NTNの高機能・高信頼性軸受が、2020年7月に営業運転が開始された東海道新幹線新型車両N700Sの車軸、駆動装置および主電動機に採用された。
新型車両N700Sは、高速鉄道で世界初となるバッテリ自走システムを搭載し、床下機器の小型・軽量化により編成車両を柔軟に構成可能な「標準車両」を実現するなど最高の技術を結集しており、今までにない上質な乗り心地とさらなる快適な空間を実現した“最高の新幹線”車両だ。
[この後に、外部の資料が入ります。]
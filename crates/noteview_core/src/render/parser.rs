//! Markdown text to description blocks.

/// One description block. The outline model stores descriptions line by line.
pub type Block = String;

/// Splits raw editor text into the block form the HTML representation reads.
pub trait MarkdownParser {
    fn parse(&self, raw: &str) -> Vec<Block>;
}

/// Line-oriented parser matching the outline file layout.
///
/// `\r\n` and lone `\r` are normalized to `\n`; a single trailing newline
/// does not produce an extra empty block.
#[derive(Debug, Clone, Copy, Default)]
pub struct LineBlockParser;

impl MarkdownParser for LineBlockParser {
    fn parse(&self, raw: &str) -> Vec<Block> {
        if raw.is_empty() {
            return Vec::new();
        }
        let normalized = raw.replace("\r\n", "\n").replace('\r', "\n");
        let trimmed = normalized.strip_suffix('\n').unwrap_or(&normalized);
        trimmed.split('\n').map(str::to_string).collect()
    }
}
このたびN700Sに採用された軸受は、NTNが長年にわたる新幹線用軸受の開発と提供により培った設計・製造技術、および徹底した品質管理体制により製造され、N700Sが誇る安全性・安定性・快適性の実現に不可欠な重要部品として、その安全で快適な運行を支えている。
車軸軸受
700系以降の東海道新幹線車両に採用されてきた複列円すいころ軸受がN700Sにも採用されている。従来よりも更に耐久性を向上し、ライフサイクルコストの低減に貢献する。NTNは、N700Sの台車開発の初期段階から車軸軸受の開発に携わり、性能評価にも取り組んできた。NTNの特許技術も信頼性の向上に貢献している。
駆動装置用軸受
主電動機から車軸へ伝達トルクを増大させる駆動装置には、低騒音化、軸受の信頼性向上を目的に新幹線車両用として初めてヤマバ歯車と円筒ころ軸受が採用された。円筒ころ軸受を採用することで駆動装置のメンテナンス性の向上も図られている。NTNの円筒ころ軸受は、高速回転性能と走行時の振動・衝撃等に十分耐えうるよう専用設計を採用し、評価試験により性能と信頼性を確認したものだ。
主電動機用軸受
主電動機には、電食防止対策のため、外輪にセラミック溶射絶縁被膜を形成した円筒ころ軸受と深溝玉軸受が採用されている。NTNのセラミック溶射被膜絶縁軸受は、新幹線に初めて絶縁軸受が採用された300系以降の歴代の新幹線用主電動機に採用されてきた実績のある信頼性の高い商品だ。